We’re aware that it takes at least 12 minutes to download the complete almanach.
The receiver actually looks happy much faster - in a minute or two.
While trying to reproduce the problem, I’ve turned off the PC, removed its main battery (it’s a mobile platform with a hefty LiIon pack) and let it “chill out” overnight. In the morning, after start, the GPS engine of the EM7455 initially reported no satellites in view and “all zeroes” position, but achieved an initial fix in a minute or two, with about 6 satellites good already. I don’t think this meant that it had the full almanach already - I know that the cheap receivers are “casual” like that. After a couple more minutes of runtime, I have around 9 satellites good (if not more). I have a 40dB antenna on the roof, with about 10 m of H500 cable. The SNR levels correspond to that - typically over 40 dB.

I’ve politely scorned the customer enough for potential obvious PEBKAC - poor view of the sky, broken antenna cable or some such. He is not a rookie, he has multiple pieces of the hardware and antennas, he seems to know what he’s doing and reporting.
Anyway - I’m getting off topic. Any clues as to how/why the initial reception could be so poor, would be welcome.
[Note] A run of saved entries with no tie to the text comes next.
use sea_orm::{
    ConnectionTrait, JoinType, PaginatorTrait, QueryFilter, QueryOrder, QuerySelect,
    TransactionTrait, prelude::*, sea_query::OnConflict,
};
use uuid::Uuid;

use crate::{
    EngineError, RejectedOffset, ResultEngine, accounts, entries, ledger, rejected_offsets,
};

use super::{Engine, with_tx};

/// Find-or-create the ledger row of a pair.
///
/// The insert is a no-op when the pair is already rejected, so concurrent
/// rejections of the same pair both end with the same row.
pub(super) async fn record_rejection<C: ConnectionTrait>(
    db: &C,
    expense_transaction_id: Uuid,
    offset_transaction_id: Uuid,
) -> ResultEngine<RejectedOffset> {
    let rejected = RejectedOffset::new(expense_transaction_id, offset_transaction_id);
    rejected_offsets::Entity::insert(rejected_offsets::ActiveModel::from(&rejected))
        .on_conflict(
            OnConflict::columns([
                rejected_offsets::Column::ExpenseTransactionId,
                rejected_offsets::Column::OffsetTransactionId,
            ])
            .do_nothing()
            .to_owned(),
        )
        .exec_without_returning(db)
        .await?;

    find_rejection(db, expense_transaction_id, offset_transaction_id)
        .await?
        .ok_or_else(|| EngineError::KeyNotFound("rejected offset not exists".to_string()))
}

async fn find_rejection<C: ConnectionTrait>(
    db: &C,
    expense_transaction_id: Uuid,
    offset_transaction_id: Uuid,
) -> ResultEngine<Option<RejectedOffset>> {
    Ok(rejected_offsets::Entity::find()
        .filter(rejected_offsets::Column::ExpenseTransactionId.eq(expense_transaction_id))
        .filter(rejected_offsets::Column::OffsetTransactionId.eq(offset_transaction_id))
        .one(db)
        .await?
        .map(RejectedOffset::from))
}

impl Engine {
    /// Permanently suppresses a pair from candidate suggestions, whether or
    /// not it was ever linked. Idempotent.
    ///
    /// An existing link of the pair is left untouched: use
    /// [`Engine::reject_offset`] to turn a link into a rejection.
    pub async fn reject_pair(
        &self,
        family_id: Uuid,
        expense_transaction_id: Uuid,
        offset_transaction_id: Uuid,
    ) -> ResultEngine<RejectedOffset> {
        let rejected = with_tx!(self, |db_tx| {
            ledger::require_family_snapshot(&db_tx, family_id, expense_transaction_id).await?;
            ledger::require_family_snapshot(&db_tx, family_id, offset_transaction_id).await?;
            record_rejection(&db_tx, expense_transaction_id, offset_transaction_id).await
        })?;
        tracing::info!(
            %family_id,
            expense = %rejected.expense_transaction_id,
            offset = %rejected.offset_transaction_id,
            "offset pair rejected"
        );
        Ok(rejected)
    }

    pub async fn is_rejected(
        &self,
        expense_transaction_id: Uuid,
        offset_transaction_id: Uuid,
    ) -> ResultEngine<bool> {
        let count = rejected_offsets::Entity::find()
            .filter(rejected_offsets::Column::ExpenseTransactionId.eq(expense_transaction_id))
            .filter(rejected_offsets::Column::OffsetTransactionId.eq(offset_transaction_id))
            .count(&self.database)
            .await?;
        Ok(count > 0)
    }

    /// Rejection ledger of a family, oldest first.
    pub async fn rejected_offsets(&self, family_id: Uuid) -> ResultEngine<Vec<RejectedOffset>> {
        let models = rejected_offsets::Entity::find()
            .join(
                JoinType::InnerJoin,
                rejected_offsets::Relation::OffsetEntry.def(),
            )
            .join(JoinType::InnerJoin, entries::Relation::Accounts.def())
            .filter(accounts::Column::FamilyId.eq(family_id))
            .order_by_asc(rejected_offsets::Column::CreatedAt)
            .order_by_asc(rejected_offsets::Column::Id)
            .all(&self.database)
            .await?;
        Ok(models.into_iter().map(RejectedOffset::from).collect())
    }
}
I’ve been wondering about the dual function of the AUX port. Is this dual function “shared”, i.e. works for LTE RX, and simultaneously for GNSS RX? Or, is there an exclusive switch between this and that function? Because if this is exclusive, …

Consider a scenario, where the GNSS antenna on the AUX port is not very well filtered and not very well positioned. And, there’s a strong LTE transmitter near by, in a nearby band. Would the LTE module choose to use the AUX for LTE RX, thus cutting off the GNSS receiver stack from its AUX antenna?

Even if they’re simultaneous, is there maybe an AGC’ed LNA stage before the splitter? That might suppress GNSS reception in the presence of a strong nearby LTE tower…

So again… is there any way to check and/or steer these switches downstream of the AUX input port?
(Does Skylight have something to do with this? I haven’t installed it yet)

I’ve just learned about AT!RXDEN and AT!ANTSEL.
At a closer look, they are probably irrelevant to GNSS, and possibly to the “AUX routing selection algorithm” that I’m trying to nail down.

AT!RXDEN is related to LTE RX only - it tells the LTE baseband to consider AUX for diversity, or not, or as a primary RX path.

AT!ANTSEL is not related to the inner signal path downstream of the AUX port. Instead, it is related to a potential external mux = a board-specific arrangement around the EM7455. I.e., the board-level integrator may have decided to use several narrow-band antennas, and have a mux on board to switch these to the MAIN (and possibly AUX, this is not clarified). The AT!ANTSEL is used to specify how GPIO’s are to be used to select between the possibly several antennas. You can specify a different bitwise combination of GPIO outputs per band.
Note that again this is related to LTE RX/TX - not much use for GNSS.